▶ **WORK ORDER**
Set the data down again, exactly as it appears below.

▶ **THE DATA**
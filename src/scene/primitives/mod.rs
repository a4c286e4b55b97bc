mod cone;
mod cube;
mod cylinder;
mod plane;
mod sphere;

pub use cone::Cone;
pub use cube::Cube;
pub use cylinder::Cylinder;
pub use plane::{PLANE_EXTENT, Plane};
pub use sphere::Sphere;

use std::f32::consts::PI;

use crate::geometry::{EPSILON, FloatType, Ray, TexturePoint, WorldPoint, WorldVector, any_perpendicular};

use super::in_range;

/// Real roots of `a t^2 + b t + c`, in ascending order.
/// Degenerate equations (vanishing `a`, non-positive discriminant) have no roots.
pub(crate) fn solve_quadratic(
    a: FloatType,
    b: FloatType,
    c: FloatType,
) -> Option<(FloatType, FloatType)> {
    if a.abs() < FloatType::EPSILON {
        return None;
    }
    let discriminant = b * b - 4.0 * a * c;
    if discriminant <= 0.0 {
        return None;
    }
    let sqrt_disc = discriminant.sqrt();
    // Numerically stable form, avoids cancellation when b is large
    let q = -0.5 * (b + b.signum() * sqrt_disc);
    let (t1, t2) = (q / a, c / q);
    Some((t1.min(t2), t1.max(t2)))
}

/// Hit of a ray with a capped cylinder spanning `[0, length]` along `axis` from `base`.
pub(crate) struct CappedCylinderHit {
    pub t: FloatType,
    pub normal: WorldVector,
    /// Distance of the hit point from the base, along the axis.
    pub axial: FloatType,
}

/// Side quadric of a cylinder plus its two capping disks.
/// `axis` must be unit length.
pub(crate) fn intersect_capped_cylinder(
    ray: &Ray,
    base: &WorldPoint,
    axis: &WorldVector,
    radius: FloatType,
    length: FloatType,
    t_min: FloatType,
    t_max: FloatType,
) -> Option<CappedCylinderHit> {
    let co = ray.origin - base;
    let d_axial = ray.direction.dot(axis);
    let co_axial = co.dot(axis);
    let d_perp = ray.direction - axis * d_axial;
    let co_perp = co - axis * co_axial;

    let mut best: Option<CappedCylinderHit> = None;
    let mut consider = |hit: CappedCylinderHit| {
        if best.as_ref().is_none_or(|b| hit.t < b.t) {
            best = Some(hit);
        }
    };

    if let Some((t1, t2)) = solve_quadratic(
        d_perp.dot(&d_perp),
        2.0 * d_perp.dot(&co_perp),
        co_perp.dot(&co_perp) - radius * radius,
    ) {
        for t in [t1, t2] {
            if !in_range(t, t_min, t_max) {
                continue;
            }
            let axial = co_axial + t * d_axial;
            if (0.0..=length).contains(&axial) {
                consider(CappedCylinderHit {
                    t,
                    normal: (co_perp + d_perp * t) / radius,
                    axial,
                });
                break;
            }
        }
    }

    for (axial, normal) in [(0.0, -axis), (length, *axis)] {
        if let Some(t) = intersect_disk(ray, &(base + axis * axial), &normal, radius, t_min, t_max) {
            consider(CappedCylinderHit { t, normal, axial });
        }
    }

    best
}

/// Ray parameter of the hit with a disk, `None` for parallel rays.
pub(crate) fn intersect_disk(
    ray: &Ray,
    center: &WorldPoint,
    normal: &WorldVector,
    radius: FloatType,
    t_min: FloatType,
    t_max: FloatType,
) -> Option<FloatType> {
    let denom = ray.direction.dot(normal);
    if denom.abs() < EPSILON {
        return None;
    }
    let t = (center - ray.origin).dot(normal) / denom;
    if !in_range(t, t_min, t_max) {
        return None;
    }
    let offset = ray.point_at(t) - center;
    (offset.norm_squared() <= radius * radius).then_some(t)
}

/// Cylindrical texture coordinates: angle around the axis and relative height.
pub(crate) fn cylindrical_uv(
    point: &WorldPoint,
    base: &WorldPoint,
    axis: &WorldVector,
    height: FloatType,
) -> TexturePoint {
    let offset = point - base;
    let axial = offset.dot(axis);
    let radial = offset - axis * axial;
    let reference = any_perpendicular(axis);
    let binormal = axis.cross(&reference);
    let angle = radial.dot(&binormal).atan2(radial.dot(&reference));
    let v = if height > 0.0 { axial / height } else { 0.0 };
    TexturePoint::new(0.5 + angle / (2.0 * PI), v)
}

/// Extents of a disk perpendicular to a unit `axis` along each world axis.
pub(crate) fn disk_extents(axis: &WorldVector, radius: FloatType) -> WorldVector {
    axis.map(|a| radius * (1.0 - a * a).max(0.0).sqrt())
}

/// Farthest point of a disk in `direction`.
pub(crate) fn disk_support(
    center: &WorldPoint,
    axis: &WorldVector,
    radius: FloatType,
    direction: &WorldVector,
) -> WorldPoint {
    let radial = direction - axis * direction.dot(axis);
    let norm = radial.norm();
    if norm > FloatType::EPSILON {
        center + radial * (radius / norm)
    } else {
        *center
    }
}

#[cfg(test)]
mod test {
    use super::*;
    use assert2::{assert, let_assert};
    use test_case::test_case;

    #[test_case(1.0, -3.0, 2.0, 1.0, 2.0 ; "two_positive")]
    #[test_case(1.0, 0.0, -4.0, -2.0, 2.0 ; "symmetric")]
    #[test_case(-1.0, 0.0, 4.0, -2.0, 2.0 ; "negative_leading")]
    fn quadratic_roots(a: f32, b: f32, c: f32, r1: f32, r2: f32) {
        let_assert!(Some((t1, t2)) = solve_quadratic(a, b, c));
        assert!((t1 - r1).abs() < 1e-5);
        assert!((t2 - r2).abs() < 1e-5);
    }

    #[test]
    fn quadratic_zero_discriminant_has_no_roots() {
        assert!(solve_quadratic(1.0, -2.0, 1.0).is_none());
    }

    #[test]
    fn quadratic_degenerate_leading_term() {
        assert!(solve_quadratic(0.0, 1.0, 1.0).is_none());
    }

    #[test]
    fn disk_parallel_ray_misses() {
        let ray = Ray::new(WorldPoint::new(0.0, 1.0, 0.0), WorldVector::x());
        let t = intersect_disk(&ray, &WorldPoint::origin(), &WorldVector::y(), 5.0, 0.0, 100.0);
        assert!(t.is_none());
    }

    #[test]
    fn capped_cylinder_hits_cap_end_on() {
        let ray = Ray::new(WorldPoint::new(0.0, 0.0, -5.0), WorldVector::z());
        let_assert!(
            Some(hit) = intersect_capped_cylinder(
                &ray,
                &WorldPoint::origin(),
                &WorldVector::z(),
                1.0,
                2.0,
                0.0,
                100.0
            )
        );
        assert!((hit.t - 5.0).abs() < 1e-5);
        assert!(hit.axial == 0.0);
        assert!(hit.normal == -WorldVector::z());
    }
}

▶ **ANSWER BOX**
filename src/scene/primitives/mod.rs
repository a4c286e4b55b97bc
mod cone;
mod cube;
mod cylinder;
mod plane;
mod sphere;

pub use cone::Cone;
pub use cube::Cube;
pub use cylinder::Cylinder;
pub use plane::{PLANE_EXTENT, Plane};
pub use sphere::Sphere;

use std::f32::consts::PI;

use crate::geometry::{EPSILON, FloatType, Ray, TexturePoint, WorldPoint, WorldVector, any_perpendicular};

use super::in_range;

/// Real roots of `a t^2 + b t + c`, in ascending order.
/// Degenerate equations (vanishing `a`, non-positive discriminant) have no roots.
pub(crate) fn solve_quadratic(
    a: FloatType,
    b: FloatType,
    c: FloatType,
) -> Option<(FloatType, FloatType)> {
    if a.abs() < FloatType::EPSILON {
        return None;
    }
    let discriminant = b * b - 4.0 * a * c;
    if discriminant <= 0.0 {
        return None;
    }
    let sqrt_disc = discriminant.sqrt();
    // Numerically stable form, avoids cancellation when b is large
    let q = -0.5 * (b + b.signum() * sqrt_disc);
    let (t1, t2) = (q / a, c / q);
    Some((t1.min(t2), t1.max(t2)))
}

/// Hit of a ray with a capped cylinder spanning `[0, length]` along `axis` from `base`.
pub(crate) struct CappedCylinderHit {
    pub t: FloatType,
    pub normal: WorldVector,
    /// Distance of the hit point from the base, along the axis.
    pub axial: FloatType,
}

/// Side quadric of a cylinder plus its two capping disks.
/// `axis` must be unit length.
pub(crate) fn intersect_capped_cylinder(
    ray: &Ray,
    base: &WorldPoint,
    axis: &WorldVector,
    radius: FloatType,
    length: FloatType,
    t_min: FloatType,
    t_max: FloatType,
) -> Option<CappedCylinderHit> {
    let co = ray.origin - base;
    let d_axial = ray.direction.dot(axis);
    let co_axial = co.dot(axis);
    let d_perp = ray.direction - axis * d_axial;
    let co_perp = co - axis * co_axial;

    let mut best: Option<CappedCylinderHit> = None;
    let mut consider = |hit: CappedCylinderHit| {
        if best.as_ref().is_none_or(|b| hit.t < b.t) {
            best = Some(hit);
        }
    };

    if let Some((t1, t2)) = solve_quadratic(
        d_perp.dot(&d_perp),
        2.0 * d_perp.dot(&co_perp),
        co_perp.dot(&co_perp) - radius * radius,
    ) {
        for t in [t1, t2] {
            if !in_range(t, t_min, t_max) {
                continue;
            }
            let axial = co_axial + t * d_axial;
            if (0.0..=length).contains(&axial) {
                consider(CappedCylinderHit {
                    t,
                    normal: (co_perp + d_perp * t) / radius,
                    axial,
                });
                break;
            }
        }
    }

    for (axial, normal) in [(0.0, -axis), (length, *axis)] {
        if let Some(t) = intersect_disk(ray, &(base + axis * axial), &normal, radius, t_min, t_max) {
            consider(CappedCylinderHit { t, normal, axial });
        }
    }

    best
}

/// Ray parameter of the hit with a disk, `None` for parallel rays.
pub(crate) fn intersect_disk(
    ray: &Ray,
    center: &WorldPoint,
    normal: &WorldVector,
    radius: FloatType,
    t_min: FloatType,
    t_max: FloatType,
) -> Option<FloatType> {
    let denom = ray.direction.dot(normal);
    if denom.abs() < EPSILON {
        return None;
    }
    let t = (center - ray.origin).dot(normal) / denom;
    if !in_range(t, t_min, t_max) {
        return None;
    }
    let offset = ray.point_at(t) - center;
    (offset.norm_squared() <= radius * radius).then_some(t)
}

/// Cylindrical texture coordinates: angle around the axis and relative height.
pub(crate) fn cylindrical_uv(
    point: &WorldPoint,
    base: &WorldPoint,
    axis: &WorldVector,
    height: FloatType,
) -> TexturePoint {
    let offset = point - base;
    let axial = offset.dot(axis);
    let radial = offset - axis * axial;
    let reference = any_perpendicular(axis);
    let binormal = axis.cross(&reference);
    let angle = radial.dot(&binormal).atan2(radial.dot(&reference));
    let v = if height > 0.0 { axial / height } else { 0.0 };
    TexturePoint::new(0.5 + angle / (2.0 * PI), v)
}

/// Extents of a disk perpendicular to a unit `axis` along each world axis.
pub(crate) fn disk_extents(axis: &WorldVector, radius: FloatType) -> WorldVector {
    axis.map(|a| radius * (1.0 - a * a).max(0.0).sqrt())
}

/// Farthest point of a disk in `direction`.
pub(crate) fn disk_support(
    center: &WorldPoint,
    axis: &WorldVector,
    radius: FloatType,
    direction: &WorldVector,
) -> WorldPoint {
    let radial = direction - axis * direction.dot(axis);
    let norm = radial.norm();
    if norm > FloatType::EPSILON {
        center + radial * (radius / norm)
    } else {
        *center
    }
}

#[cfg(test)]
mod test {
    use super::*;
    use assert2::{assert, let_assert};
    use test_case::test_case;

    #[test_case(1.0, -3.0, 2.0, 1.0, 2.0 ; "two_positive")]
    #[test_case(1.0, 0.0, -4.0, -2.0, 2.0 ; "symmetric")]
    #[test_case(-1.0, 0.0, 4.0, -2.0, 2.0 ; "negative_leading")]
    fn quadratic_roots(a: f32, b: f32, c: f32, r1: f32, r2: f32) {
        let_assert!(Some((t1, t2)) = solve_quadratic(a, b, c));
        assert!((t1 - r1).abs() < 1e-5);
        assert!((t2 - r2).abs() < 1e-5);
    }

    #[test]
    fn quadratic_zero_discriminant_has_no_roots() {
        assert!(solve_quadratic(1.0, -2.0, 1.0).is_none());
    }

    #[test]
    fn quadratic_degenerate_leading_term() {
        assert!(solve_quadratic(0.0, 1.0, 1.0).is_none());
    }

    #[test]
    fn disk_parallel_ray_misses() {
        let ray = Ray::new(WorldPoint::new(0.0, 1.0, 0.0), WorldVector::x());
        let t = intersect_disk(&ray, &WorldPoint::origin(), &WorldVector::y(), 5.0, 0.0, 100.0);
        assert!(t.is_none());
    }

    #[test]
    fn capped_cylinder_hits_cap_end_on() {
        let ray = Ray::new(WorldPoint::new(0.0, 0.0, -5.0), WorldVector::z());
        let_assert!(
            Some(hit) = intersect_capped_cylinder(
                &ray,
                &WorldPoint::origin(),
                &WorldVector::z(),
                1.0,
                2.0,
                0.0,
                100.0
            )
        );
        assert!((hit.t - 5.0).abs() < 1e-5);
        assert!(hit.axial == 0.0);
        assert!(hit.normal == -WorldVector::z());
    }
}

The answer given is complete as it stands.